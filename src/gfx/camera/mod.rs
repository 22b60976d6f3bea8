//! Camera model and pointer controls
//!
//! [`Camera`] either orbits a focus point or tracks from a fixed position.
//! [`Controls`] turns pointer drags, wheel and pinch input into camera motion.

#[allow(clippy::module_inception)]
pub mod camera;
pub mod camera_utils;
pub mod controls;

// Re-export main types
pub use camera::{Camera, CameraConfig, CameraKind};
pub use controls::{Controls, ControlsConfig};
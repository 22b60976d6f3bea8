//! # Object Picking System
//!
//! Color-encoded GPU picking. Every pickable object is drawn into an offscreen
//! target in its own flat picking color; reading back the pixel under the
//! pointer then identifies the front-most object, since depth testing already
//! resolved occlusion.
//!
//! ## How it works
//!
//! 1. **Assign**: give each object a unique color ([`Picker::assign_picking_colors`])
//! 2. **Render**: between [`Picker::begin_offscreen`] and [`Picker::end_offscreen`],
//!    draw the scene with a shader that outputs the picking color
//! 3. **Find**: [`Picker::find`] reads the pixel and toggles the matching object
//!    in the picked list
//! 4. **Stop**: [`Picker::stop`] hands the picked list to `process_hits` and clears it
//!
//! Call [`Picker::update`] whenever the canvas resizes.

use std::ops::ControlFlow;

use crate::{
    engine::Engine,
    error::GpuError,
    gfx::{
        backend::RenderTargetId,
        scene::{DrawableObject, ObjectId, Scene},
    },
};

/// Distance between neighbouring channel values handed out by
/// [`Picker::assign_picking_colors`]; larger than twice the match tolerance
const CHANNEL_STEP: u32 = 3;
const CHANNEL_LEVELS: u32 = 255 / CHANNEL_STEP + 1;

/// Largest per-channel difference, in 0..=255 units, still treated as a match
const TOLERANCE: i32 = 1;

/// Color the offscreen target is cleared to; never assigned to an object
const BACKGROUND: [f32; 4] = [0.0, 0.0, 0.0, 0.0];

pub type HitPropertyFn = Box<dyn Fn(&DrawableObject) -> Option<[f32; 4]>>;
pub type HitFn = Box<dyn FnMut(&DrawableObject)>;
pub type ProcessHitsFn = Box<dyn FnMut(&[&DrawableObject])>;

/// Hooks invoked while picking
///
/// All are optional. Without `hit_property` the object's `picking_color` is used.
#[derive(Default)]
pub struct PickerCallbacks {
    /// Color an object is compared against; `None` makes it unpickable
    pub hit_property: Option<HitPropertyFn>,
    /// Called when an object enters the picked list
    pub add_hit: Option<HitFn>,
    /// Called when an object leaves the picked list through a second hit
    pub remove_hit: Option<HitFn>,
    /// Called by [`Picker::stop`] with the picked list, if it is non-empty
    pub process_hits: Option<ProcessHitsFn>,
}

impl PickerCallbacks {
    pub fn with_hit_property(
        mut self,
        callback: impl Fn(&DrawableObject) -> Option<[f32; 4]> + 'static,
    ) -> Self {
        self.hit_property = Some(Box::new(callback));
        self
    }

    pub fn with_add_hit(mut self, callback: impl FnMut(&DrawableObject) + 'static) -> Self {
        self.add_hit = Some(Box::new(callback));
        self
    }

    pub fn with_remove_hit(mut self, callback: impl FnMut(&DrawableObject) + 'static) -> Self {
        self.remove_hit = Some(Box::new(callback));
        self
    }

    pub fn with_process_hits(
        mut self,
        callback: impl FnMut(&[&DrawableObject]) + 'static,
    ) -> Self {
        self.process_hits = Some(Box::new(callback));
        self
    }
}

impl std::fmt::Debug for PickerCallbacks {
    fn fmt(&self, f: &mut std::fmt::Formatter<'_>) -> std::fmt::Result {
        f.debug_struct("PickerCallbacks")
            .field("hit_property", &self.hit_property.is_some())
            .field("add_hit", &self.add_hit.is_some())
            .field("remove_hit", &self.remove_hit.is_some())
            .field("process_hits", &self.process_hits.is_some())
            .finish()
    }
}

/// GPU color picker over the objects of a [`Scene`]
///
/// Hits are kept as [`ObjectId`]s, so a picker should stay with one scene.
pub struct Picker {
    engine: Engine,
    target: RenderTargetId,
    callbacks: PickerCallbacks,
    picked: Vec<ObjectId>,
}

impl Picker {
    /// Allocates an offscreen color + depth target the size of the canvas
    pub fn new(engine: &Engine, callbacks: PickerCallbacks) -> Self {
        let (width, height) = engine.canvas_size();
        let target = engine.backend().create_render_target(width, height);
        Self {
            engine: engine.clone(),
            target,
            callbacks,
            picked: Vec::new(),
        }
    }

    pub fn target(&self) -> RenderTargetId {
        self.target
    }

    /// Ids of the picked objects, in the order they were picked
    pub fn hits(&self) -> &[ObjectId] {
        &self.picked
    }

    /// Resizes the offscreen target to the current canvas size
    pub fn update(&mut self) {
        let (width, height) = self.engine.canvas_size();
        self.engine
            .backend()
            .resize_render_target(self.target, width, height);
    }

    /// Redirects drawing to the offscreen target and clears it
    pub fn begin_offscreen(&self) {
        let backend = self.engine.backend();
        backend.bind_render_target(Some(self.target));
        backend.clear(BACKGROUND);
    }

    /// Restores drawing to the canvas
    pub fn end_offscreen(&self) {
        self.engine.backend().bind_render_target(None);
    }

    /// Whether `readout` matches `color` within one unit per RGB channel
    pub fn compare(readout: [u8; 4], color: [f32; 4]) -> bool {
        readout.iter().zip(color).take(3).all(|(read, channel)| {
            let expected = (channel * 255.0).round() as i32;
            (expected - i32::from(*read)).abs() <= TOLERANCE
        })
    }

    fn hit_property(&self, object: &DrawableObject) -> Option<[f32; 4]> {
        match &self.callbacks.hit_property {
            Some(callback) => callback(object),
            None => object.picking_color,
        }
    }

    /// Reads the offscreen pixel at `coords` and toggles the first matching object
    ///
    /// `coords` are physical pixels with a top-left origin. Objects without a hit
    /// property are skipped. Returns whether an object was hit.
    ///
    /// # Errors
    /// Readback failures, including coordinates outside the target.
    pub fn find(&mut self, scene: &Scene, coords: (u32, u32)) -> Result<bool, GpuError> {
        let readout = self
            .engine
            .backend()
            .read_pixel(self.target, coords.0, coords.1)?;

        let hit = scene.traverse(|object, _| match self.hit_property(object) {
            Some(color) if Self::compare(readout, color) => ControlFlow::Break(object.id()),
            _ => ControlFlow::Continue(()),
        });
        let Some(object) = hit.and_then(|id| scene.get_by_id(id)) else {
            return Ok(false);
        };

        if let Some(index) = self.picked.iter().position(|id| *id == object.id()) {
            self.picked.remove(index);
            log::debug!("unpicked '{}'", object.alias);
            if let Some(callback) = &mut self.callbacks.remove_hit {
                callback(object);
            }
        } else {
            self.picked.push(object.id());
            log::debug!("picked '{}'", object.alias);
            if let Some(callback) = &mut self.callbacks.add_hit {
                callback(object);
            }
        }
        Ok(true)
    }

    /// Hands the picked objects to `process_hits`, then clears the picked list
    ///
    /// Picked objects no longer in `scene` are left out.
    pub fn stop(&mut self, scene: &Scene) {
        if !self.picked.is_empty() {
            if let Some(callback) = &mut self.callbacks.process_hits {
                let objects: Vec<&DrawableObject> = self
                    .picked
                    .iter()
                    .filter_map(|id| scene.get_by_id(*id))
                    .collect();
                callback(&objects);
            }
        }
        self.picked.clear();
    }

    /// Gives every object of `scene` a distinct opaque picking color
    ///
    /// Channels take multiples of 3, so no two colors fall within each other's
    /// tolerance, and black is left for the background. Returns the number of
    /// colored objects.
    pub fn assign_picking_colors(scene: &mut Scene) -> usize {
        let capacity = (CHANNEL_LEVELS.pow(3) - 1) as usize;
        let mut assigned = 0;
        scene.for_each_mut(|object, index| {
            if index >= capacity {
                object.picking_color = None;
                return;
            }
            let code = index as u32 + 1;
            let channel = |place: u32| {
                let level = (code / CHANNEL_LEVELS.pow(place)) % CHANNEL_LEVELS;
                (level * CHANNEL_STEP) as f32 / 255.0
            };
            object.picking_color = Some([channel(0), channel(1), channel(2), 1.0]);
            assigned += 1;
        });
        if assigned < scene.len() {
            log::warn!(
                "only {} of {} objects received a picking color",
                assigned,
                scene.len()
            );
        }
        assigned
    }
}

impl std::fmt::Debug for Picker {
    fn fmt(&self, f: &mut std::fmt::Formatter<'_>) -> std::fmt::Result {
        f.debug_struct("Picker")
            .field("target", &self.target)
            .field("callbacks", &self.callbacks)
            .field("picked", &self.picked)
            .finish()
    }
}

impl Drop for Picker {
    fn drop(&mut self) {
        self.engine.backend().delete_render_target(self.target);
    }
}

──────

**What you need to do:** Here the job is to set down exactly the lines of the material above that fall between the one with "self.add_hit = Some(Box::new(callback));" and the one with "impl std::fmt::Debug for PickerCallbacks", inclusive, and nothing beyond them.

**Worked solution:**
        self.add_hit = Some(Box::new(callback));
        self
    }

    pub fn with_remove_hit(mut self, callback: impl FnMut(&DrawableObject) + 'static) -> Self {
        self.remove_hit = Some(Box::new(callback));
        self
    }

    pub fn with_process_hits(
        mut self,
        callback: impl FnMut(&[&DrawableObject]) + 'static,
    ) -> Self {
        self.process_hits = Some(Box::new(callback));
        self
    }
}

impl std::fmt::Debug for PickerCallbacks {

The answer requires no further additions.